As you can clearly deduce from the lack of recent postings to this blog, I just haven’t been having much fun lately. Oh well, I guess I’ll just have to synopsize an article recently published in the summer 2010 issue of the Wildlife Professional, which is the non-technical quarterly read of The Wildlife Society. The article is entitled “How animals send ‘tree mail.’” If the Camera Codger and Henry, two camera trappers that I greatly admire still read my blog, they and other camera trappers should pay special attention.
Cam McTavish and Michael Gibeau have written a marvelous piece about trees that are used by wildlife as marking posts to inform other animals about their presence. Their research was based on >16,000 camera-nights, plus winter-time tracks in the snow. As a result, these fellows have uncovered a hitherto unknown galaxy of behavior and camera trapping opportunities. As you all know, many species of mammals mark certain trees as a way to alert conspecifics (same species) and other species of their presence. It can be done to mark territorial boundaries, scare away competitors and advertise their physical prowess and sexual state, among other things. Here's a black bear-marked cabbage palm tree I photographed somewhere (I forget) that has some pretty deep claw marks:
Surprising to me, however, is the relatively large number of ways that mammals use to mark trees. This includes biting and scratching by bears; scratching the ground around the trees by canids and felids; rubbing the bark by the mountain goat, bears and wolverine; defecation adjacent to and up to 20+ meters away by canids and felids; and spraying or rubbing of anal matter by the wolverine and felids.
Their list of marking species reads like a who’s who of mammalian predators, including grizzly bear, black bear, gray wolf, coyote, red fox, Canada lynx, cougar, wolverine, dog and martin. They also found a fair number of herbivorous species using marker trees: mule deer, white-tail deer, moose, elk, bighorn sheep, mountain goat, red squirrel, wood rat and porcupine. Other research has shown that many other species from bumblebees to hyenas worldwide use scent marking on trees. Feral pigs commonly rub trees around these parts.
We have all seen trees and shrubs marked by claws, antlers and hair, and I have always thought such tree mail was aimed at their own species, but this is emphatically not so! Using camera traps, they documented that marks by grizzly bears caught the attention of mountain goats, for instance, some of whom then also marked the tree, and mule deer will go well out of their way to investigate scent markings. Some marked trees were used by up to seven species.

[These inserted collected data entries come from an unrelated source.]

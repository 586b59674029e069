use deadpool_libsql::libsql::Connection;

use super::params::Params;
use super::query::build_result_set;
use crate::error::SqlGatewayError;
use crate::results::ResultSet;
use crate::types::RowValues;

/// Execute a batch of SQL statements (no parameters, no result rows)
pub async fn execute_batch(conn: &Connection, query: &str) -> Result<(), SqlGatewayError> {
    conn.execute_batch(query)
        .await
        .map_err(|e| SqlGatewayError::ExecutionError(format!("Failed to execute batch: {e}")))?;
    Ok(())
}

/// Execute a statement that returns rows
pub async fn execute_select(
    conn: &Connection,
    query: &str,
    params: &[RowValues],
) -> Result<ResultSet, SqlGatewayError> {
    let rows = conn
        .query(query, Params::convert(params).into_vec())
        .await
        .map_err(|e| SqlGatewayError::ExecutionError(format!("Failed to execute query: {e}")))?;
    build_result_set(rows).await
}

/// Execute a DML statement, returning the number of changed rows
pub async fn execute_dml(
    conn: &Connection,
    query: &str,
    params: &[RowValues],
) -> Result<u64, SqlGatewayError> {
    conn.execute(query, Params::convert(params).into_vec())
        .await
        .map_err(|e| SqlGatewayError::ExecutionError(format!("Failed to execute DML: {e}")))
}
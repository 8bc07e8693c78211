/*  Passgen - a simple password generator
    Copyright (C) 2019 Joakim Lundborg, Alexander Kjäll

    This program is free software: you can redistribute it and/or modify
    it under the terms of the GNU General Public License as published by
    the Free Software Foundation, either version 3 of the License, or
    (at your option) any later version.

    This program is distributed in the hope that it will be useful,
    but WITHOUT ANY WARRANTY; without even the implied warranty of
    MERCHANTABILITY or FITNESS FOR A PARTICULAR PURPOSE.  See the
    GNU General Public License for more details.

    You should have received a copy of the GNU General Public License
    along with this program.  If not, see <https://www.gnu.org/licenses/>.
*/

use cursive::event::Key;
use cursive::theme::{BaseColor, Color};
use cursive::views::{Dialog, OnEventView, TextView};
use cursive::Cursive;

use passgen::strength::ColorTag;

pub fn errorbox(ui: &mut Cursive, err: &passgen::Error) {
    dialog(ui, "Error", &err.to_string());
}

/// Shows a dismissable message, Esc closes it as well.
pub fn dialog(ui: &mut Cursive, title: &str, text: &str) {
    let d = Dialog::around(TextView::new(text))
        .dismiss_button("Ok")
        .title(title);

    let ev = OnEventView::new(d).on_event(Key::Esc, |s| {
        s.pop_layer();
    });

    ui.add_layer(ev);
}

pub fn color(tag: ColorTag) -> Color {
    match tag {
        ColorTag::Red => Color::Light(BaseColor::Red),
        ColorTag::Orange => Color::Rgb(0xfb, 0x7c, 0x58),
        ColorTag::Yellow => Color::Light(BaseColor::Yellow),
        ColorTag::Green => Color::Rgb(0xa4, 0xff, 0xaf),
    }
}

Any species or size of tree can be marked. Age, girth and bark roughness of the trees make no difference. They are typically found beside animal and human trails and along fire lanes, power line ROWs and, get this, seismic lines! Although aspect (facing direction) makes no difference, they are usually on the downhill side of the trail. Most commonly, communication trees are at trail junctures where many species would tend to cross paths.
In most cases, predators actively used (marked) the trees whereas prey species used them only passively (sniffing). Obviously, predators want to advertise themselves to and fend off other meat-eaters while prey animals just want to learn which killers have recently passed by and might be nearby threats.
Other interesting characteristics of active users are:
-) Scent marks are often made by individuals that are dominant over and tolerant of conspecifics.
-) Scent marking can synchronize menstruation in females of a species.
-) Scent marking affects socio-sexual behavior and conspecific fertility, thus possibly reducing aggressive encounters.
-) Because small species of felids scent mark primarily when they are sexually active, fertility may be suppressed when their populations are high.
-) The variety of methods used for marking (paws, claws, scent, hair, etc.) may pass on other messages besides the obvious ones like “I am here” and “I am looking for love.”
McTavish and Gibeau also point out that some marker trees have been used for generations, up to 150 years for bear in one instance, and conclude that the loss of these special trees might have adverse effects that have been overlooked. For example, such trees might be terrific locations to conduct long term wildlife research, or their loss might cause additional inter- and intraspecific confrontations among local wildlife. All I know is that when my favorite stores go out of business, I am as lost as a lizard on a piece of driftwood sailing out to sea. So we might want to sleuth them out and try to save them from the land manager’s chain saw, although I don’t think I’d want to chain myself to a predator attractor!
Remind me to tell you some day about Richard and the black bear rub tree on Mormon Branch in Florida’s Ocala National Forest. It’s a hoot.